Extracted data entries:
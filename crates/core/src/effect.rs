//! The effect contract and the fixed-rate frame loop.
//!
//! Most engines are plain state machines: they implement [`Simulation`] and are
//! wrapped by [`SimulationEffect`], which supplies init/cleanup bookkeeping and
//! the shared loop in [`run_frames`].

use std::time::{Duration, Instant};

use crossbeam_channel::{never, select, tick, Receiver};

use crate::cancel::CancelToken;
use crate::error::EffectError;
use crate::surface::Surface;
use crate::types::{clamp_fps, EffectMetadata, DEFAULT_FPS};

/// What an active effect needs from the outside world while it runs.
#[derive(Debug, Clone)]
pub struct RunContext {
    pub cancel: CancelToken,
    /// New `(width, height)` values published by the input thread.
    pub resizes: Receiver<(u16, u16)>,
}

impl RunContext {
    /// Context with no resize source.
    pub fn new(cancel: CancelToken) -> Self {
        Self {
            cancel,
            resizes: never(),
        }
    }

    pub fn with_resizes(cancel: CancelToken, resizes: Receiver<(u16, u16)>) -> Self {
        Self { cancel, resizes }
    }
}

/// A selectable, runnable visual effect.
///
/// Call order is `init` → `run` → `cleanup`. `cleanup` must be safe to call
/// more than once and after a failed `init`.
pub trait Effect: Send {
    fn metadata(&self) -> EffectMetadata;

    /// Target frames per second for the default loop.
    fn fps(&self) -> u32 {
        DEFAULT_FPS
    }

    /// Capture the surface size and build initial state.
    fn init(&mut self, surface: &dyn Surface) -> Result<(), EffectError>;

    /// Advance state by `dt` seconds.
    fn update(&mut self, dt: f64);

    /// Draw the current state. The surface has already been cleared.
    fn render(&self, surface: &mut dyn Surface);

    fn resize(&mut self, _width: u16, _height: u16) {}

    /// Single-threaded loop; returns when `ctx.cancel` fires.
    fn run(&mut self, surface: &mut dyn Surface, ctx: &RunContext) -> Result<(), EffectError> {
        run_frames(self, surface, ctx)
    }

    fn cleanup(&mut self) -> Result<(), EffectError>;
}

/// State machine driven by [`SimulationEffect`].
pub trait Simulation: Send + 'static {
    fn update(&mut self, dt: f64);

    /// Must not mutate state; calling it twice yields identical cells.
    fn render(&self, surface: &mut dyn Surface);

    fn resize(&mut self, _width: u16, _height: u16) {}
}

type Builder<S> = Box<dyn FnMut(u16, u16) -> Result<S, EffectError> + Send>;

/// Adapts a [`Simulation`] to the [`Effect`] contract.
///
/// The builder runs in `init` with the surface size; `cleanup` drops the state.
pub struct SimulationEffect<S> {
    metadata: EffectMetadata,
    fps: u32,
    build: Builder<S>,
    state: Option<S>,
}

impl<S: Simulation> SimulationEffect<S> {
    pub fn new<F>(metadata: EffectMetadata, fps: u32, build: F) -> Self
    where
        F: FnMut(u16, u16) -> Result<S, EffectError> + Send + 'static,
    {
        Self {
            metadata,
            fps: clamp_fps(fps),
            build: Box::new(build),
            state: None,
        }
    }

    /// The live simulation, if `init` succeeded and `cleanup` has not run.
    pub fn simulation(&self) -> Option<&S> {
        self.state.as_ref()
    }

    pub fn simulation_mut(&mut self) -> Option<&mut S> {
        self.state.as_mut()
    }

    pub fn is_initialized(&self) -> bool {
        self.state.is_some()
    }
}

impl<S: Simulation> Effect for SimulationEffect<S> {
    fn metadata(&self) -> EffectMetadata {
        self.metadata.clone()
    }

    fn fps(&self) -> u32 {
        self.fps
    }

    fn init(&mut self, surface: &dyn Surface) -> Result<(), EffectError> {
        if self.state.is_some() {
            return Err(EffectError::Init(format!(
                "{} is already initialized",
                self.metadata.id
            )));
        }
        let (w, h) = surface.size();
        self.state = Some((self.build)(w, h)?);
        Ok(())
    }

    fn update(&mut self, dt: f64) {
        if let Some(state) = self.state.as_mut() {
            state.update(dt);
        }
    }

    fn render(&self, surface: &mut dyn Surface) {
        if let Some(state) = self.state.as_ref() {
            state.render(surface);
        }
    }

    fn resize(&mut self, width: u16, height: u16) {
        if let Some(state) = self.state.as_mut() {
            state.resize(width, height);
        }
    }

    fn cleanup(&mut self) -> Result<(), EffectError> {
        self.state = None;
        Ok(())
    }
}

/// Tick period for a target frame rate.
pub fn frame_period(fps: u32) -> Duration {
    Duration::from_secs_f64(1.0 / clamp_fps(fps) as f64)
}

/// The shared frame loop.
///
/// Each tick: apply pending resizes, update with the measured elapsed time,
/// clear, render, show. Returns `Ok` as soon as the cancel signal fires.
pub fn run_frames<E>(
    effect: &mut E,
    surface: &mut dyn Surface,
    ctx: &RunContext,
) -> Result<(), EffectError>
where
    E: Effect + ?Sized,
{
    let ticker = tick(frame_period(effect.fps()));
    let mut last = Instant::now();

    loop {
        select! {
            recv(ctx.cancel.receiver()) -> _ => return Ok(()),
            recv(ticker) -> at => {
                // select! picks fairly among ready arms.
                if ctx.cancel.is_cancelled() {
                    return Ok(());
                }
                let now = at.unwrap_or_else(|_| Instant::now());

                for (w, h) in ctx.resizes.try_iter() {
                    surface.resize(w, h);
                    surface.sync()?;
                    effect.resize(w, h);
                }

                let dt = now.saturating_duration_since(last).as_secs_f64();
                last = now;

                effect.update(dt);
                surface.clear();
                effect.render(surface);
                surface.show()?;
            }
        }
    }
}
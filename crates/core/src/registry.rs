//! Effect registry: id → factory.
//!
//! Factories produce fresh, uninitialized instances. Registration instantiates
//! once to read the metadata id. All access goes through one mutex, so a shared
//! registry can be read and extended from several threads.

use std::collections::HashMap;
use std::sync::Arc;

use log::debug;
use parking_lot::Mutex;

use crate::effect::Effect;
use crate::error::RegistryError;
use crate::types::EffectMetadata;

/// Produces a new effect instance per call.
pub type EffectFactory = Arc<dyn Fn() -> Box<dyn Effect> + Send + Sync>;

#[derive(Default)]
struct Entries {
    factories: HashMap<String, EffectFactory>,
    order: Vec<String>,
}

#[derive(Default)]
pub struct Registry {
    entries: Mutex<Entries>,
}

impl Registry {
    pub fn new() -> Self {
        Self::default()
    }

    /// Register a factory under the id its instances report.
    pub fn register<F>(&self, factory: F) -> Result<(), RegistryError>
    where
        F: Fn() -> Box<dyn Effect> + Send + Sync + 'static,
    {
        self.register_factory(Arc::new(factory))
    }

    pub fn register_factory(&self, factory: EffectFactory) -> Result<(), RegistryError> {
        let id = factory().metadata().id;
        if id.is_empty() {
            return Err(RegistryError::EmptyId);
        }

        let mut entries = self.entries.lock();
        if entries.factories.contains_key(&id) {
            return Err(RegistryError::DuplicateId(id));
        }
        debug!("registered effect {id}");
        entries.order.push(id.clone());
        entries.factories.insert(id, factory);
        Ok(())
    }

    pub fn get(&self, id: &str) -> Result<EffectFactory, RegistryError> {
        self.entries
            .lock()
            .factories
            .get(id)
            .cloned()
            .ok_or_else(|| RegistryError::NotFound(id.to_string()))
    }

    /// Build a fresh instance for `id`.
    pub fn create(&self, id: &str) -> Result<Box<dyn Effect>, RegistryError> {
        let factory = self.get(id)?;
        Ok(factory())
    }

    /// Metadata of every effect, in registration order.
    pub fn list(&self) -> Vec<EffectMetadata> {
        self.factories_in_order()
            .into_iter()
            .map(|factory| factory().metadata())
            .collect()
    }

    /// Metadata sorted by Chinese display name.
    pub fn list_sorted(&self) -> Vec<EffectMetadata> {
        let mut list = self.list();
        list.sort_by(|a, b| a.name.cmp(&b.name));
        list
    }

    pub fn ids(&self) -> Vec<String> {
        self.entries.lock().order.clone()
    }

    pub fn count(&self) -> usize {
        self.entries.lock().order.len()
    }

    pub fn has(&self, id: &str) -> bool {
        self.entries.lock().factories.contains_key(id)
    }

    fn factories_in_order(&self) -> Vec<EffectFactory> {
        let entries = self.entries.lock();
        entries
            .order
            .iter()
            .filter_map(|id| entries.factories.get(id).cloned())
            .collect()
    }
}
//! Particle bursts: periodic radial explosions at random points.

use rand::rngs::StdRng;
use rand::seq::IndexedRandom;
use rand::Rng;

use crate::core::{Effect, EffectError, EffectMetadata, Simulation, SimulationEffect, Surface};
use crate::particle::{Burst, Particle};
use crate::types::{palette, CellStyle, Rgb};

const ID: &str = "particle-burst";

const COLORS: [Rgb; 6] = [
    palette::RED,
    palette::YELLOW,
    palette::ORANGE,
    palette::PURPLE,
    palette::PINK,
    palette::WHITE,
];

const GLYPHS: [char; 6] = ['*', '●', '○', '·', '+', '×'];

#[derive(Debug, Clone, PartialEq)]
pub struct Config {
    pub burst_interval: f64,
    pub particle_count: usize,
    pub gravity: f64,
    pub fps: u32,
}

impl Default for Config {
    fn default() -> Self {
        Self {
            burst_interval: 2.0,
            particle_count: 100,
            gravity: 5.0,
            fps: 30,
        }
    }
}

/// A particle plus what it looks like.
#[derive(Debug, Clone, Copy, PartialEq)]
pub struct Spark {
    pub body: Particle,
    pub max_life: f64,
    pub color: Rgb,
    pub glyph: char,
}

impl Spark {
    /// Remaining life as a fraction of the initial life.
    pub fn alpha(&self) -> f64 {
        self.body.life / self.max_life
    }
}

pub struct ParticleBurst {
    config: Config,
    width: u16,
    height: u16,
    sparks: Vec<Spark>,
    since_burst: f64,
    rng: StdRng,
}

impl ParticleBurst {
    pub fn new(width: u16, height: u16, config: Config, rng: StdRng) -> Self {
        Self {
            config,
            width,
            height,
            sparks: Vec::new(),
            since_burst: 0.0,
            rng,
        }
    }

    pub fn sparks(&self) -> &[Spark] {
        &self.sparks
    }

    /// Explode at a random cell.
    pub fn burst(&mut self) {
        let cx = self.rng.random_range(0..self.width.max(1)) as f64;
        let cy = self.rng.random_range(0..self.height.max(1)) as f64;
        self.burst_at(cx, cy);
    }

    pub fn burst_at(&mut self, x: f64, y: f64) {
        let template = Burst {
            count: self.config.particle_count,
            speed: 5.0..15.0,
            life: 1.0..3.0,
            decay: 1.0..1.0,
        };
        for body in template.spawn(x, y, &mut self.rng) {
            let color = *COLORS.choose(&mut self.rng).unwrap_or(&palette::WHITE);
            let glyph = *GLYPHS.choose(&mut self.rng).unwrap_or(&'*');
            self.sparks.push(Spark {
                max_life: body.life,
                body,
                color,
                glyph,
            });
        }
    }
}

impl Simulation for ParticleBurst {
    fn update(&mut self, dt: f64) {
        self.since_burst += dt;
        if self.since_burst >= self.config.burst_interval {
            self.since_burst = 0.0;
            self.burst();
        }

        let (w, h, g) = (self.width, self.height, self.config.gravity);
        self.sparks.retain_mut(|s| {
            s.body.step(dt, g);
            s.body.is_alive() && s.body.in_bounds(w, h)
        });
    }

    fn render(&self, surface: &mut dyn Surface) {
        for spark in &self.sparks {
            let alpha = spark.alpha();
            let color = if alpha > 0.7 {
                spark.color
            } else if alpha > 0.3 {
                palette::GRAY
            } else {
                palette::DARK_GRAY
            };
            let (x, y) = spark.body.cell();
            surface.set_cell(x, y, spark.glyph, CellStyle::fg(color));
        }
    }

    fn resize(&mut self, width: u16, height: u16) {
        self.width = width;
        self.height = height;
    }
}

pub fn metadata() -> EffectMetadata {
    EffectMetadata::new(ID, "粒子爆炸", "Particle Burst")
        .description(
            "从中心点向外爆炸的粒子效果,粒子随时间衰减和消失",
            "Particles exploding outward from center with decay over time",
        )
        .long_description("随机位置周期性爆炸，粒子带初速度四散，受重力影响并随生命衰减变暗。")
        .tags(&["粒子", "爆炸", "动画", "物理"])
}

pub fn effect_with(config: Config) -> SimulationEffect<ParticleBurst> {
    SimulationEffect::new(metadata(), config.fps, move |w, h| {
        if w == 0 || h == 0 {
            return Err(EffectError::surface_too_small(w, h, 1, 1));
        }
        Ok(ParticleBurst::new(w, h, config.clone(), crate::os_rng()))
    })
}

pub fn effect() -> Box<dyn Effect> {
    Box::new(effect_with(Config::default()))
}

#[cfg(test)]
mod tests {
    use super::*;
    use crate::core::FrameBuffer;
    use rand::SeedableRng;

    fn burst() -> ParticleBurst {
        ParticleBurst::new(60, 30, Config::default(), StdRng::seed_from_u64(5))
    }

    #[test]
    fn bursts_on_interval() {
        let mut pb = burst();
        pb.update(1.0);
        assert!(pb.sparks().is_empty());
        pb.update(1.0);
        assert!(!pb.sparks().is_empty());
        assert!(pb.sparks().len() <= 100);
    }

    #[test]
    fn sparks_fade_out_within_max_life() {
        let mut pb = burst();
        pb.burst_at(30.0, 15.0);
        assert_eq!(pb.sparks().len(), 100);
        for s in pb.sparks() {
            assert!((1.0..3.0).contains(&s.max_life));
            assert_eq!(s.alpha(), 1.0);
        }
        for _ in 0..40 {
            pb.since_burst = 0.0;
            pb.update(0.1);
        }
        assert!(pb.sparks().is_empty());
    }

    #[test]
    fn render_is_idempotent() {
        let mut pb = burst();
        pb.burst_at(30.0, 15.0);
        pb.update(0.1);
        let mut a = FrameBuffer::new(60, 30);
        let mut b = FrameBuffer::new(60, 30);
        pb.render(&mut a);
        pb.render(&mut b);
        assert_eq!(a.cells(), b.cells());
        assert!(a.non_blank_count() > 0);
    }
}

### Problem description
Lines after the one containing "init/cleanup bookkeeping and" are not part of the task. Output the entries exactly from their first line through that one.

### Solution to this exercise
filename crates/core/src/effect.rs
//! The effect contract and the fixed-rate frame loop.
//!
//! Most engines are plain state machines: they implement [`Simulation`] and are
//! wrapped by [`SimulationEffect`], which supplies init/cleanup bookkeeping and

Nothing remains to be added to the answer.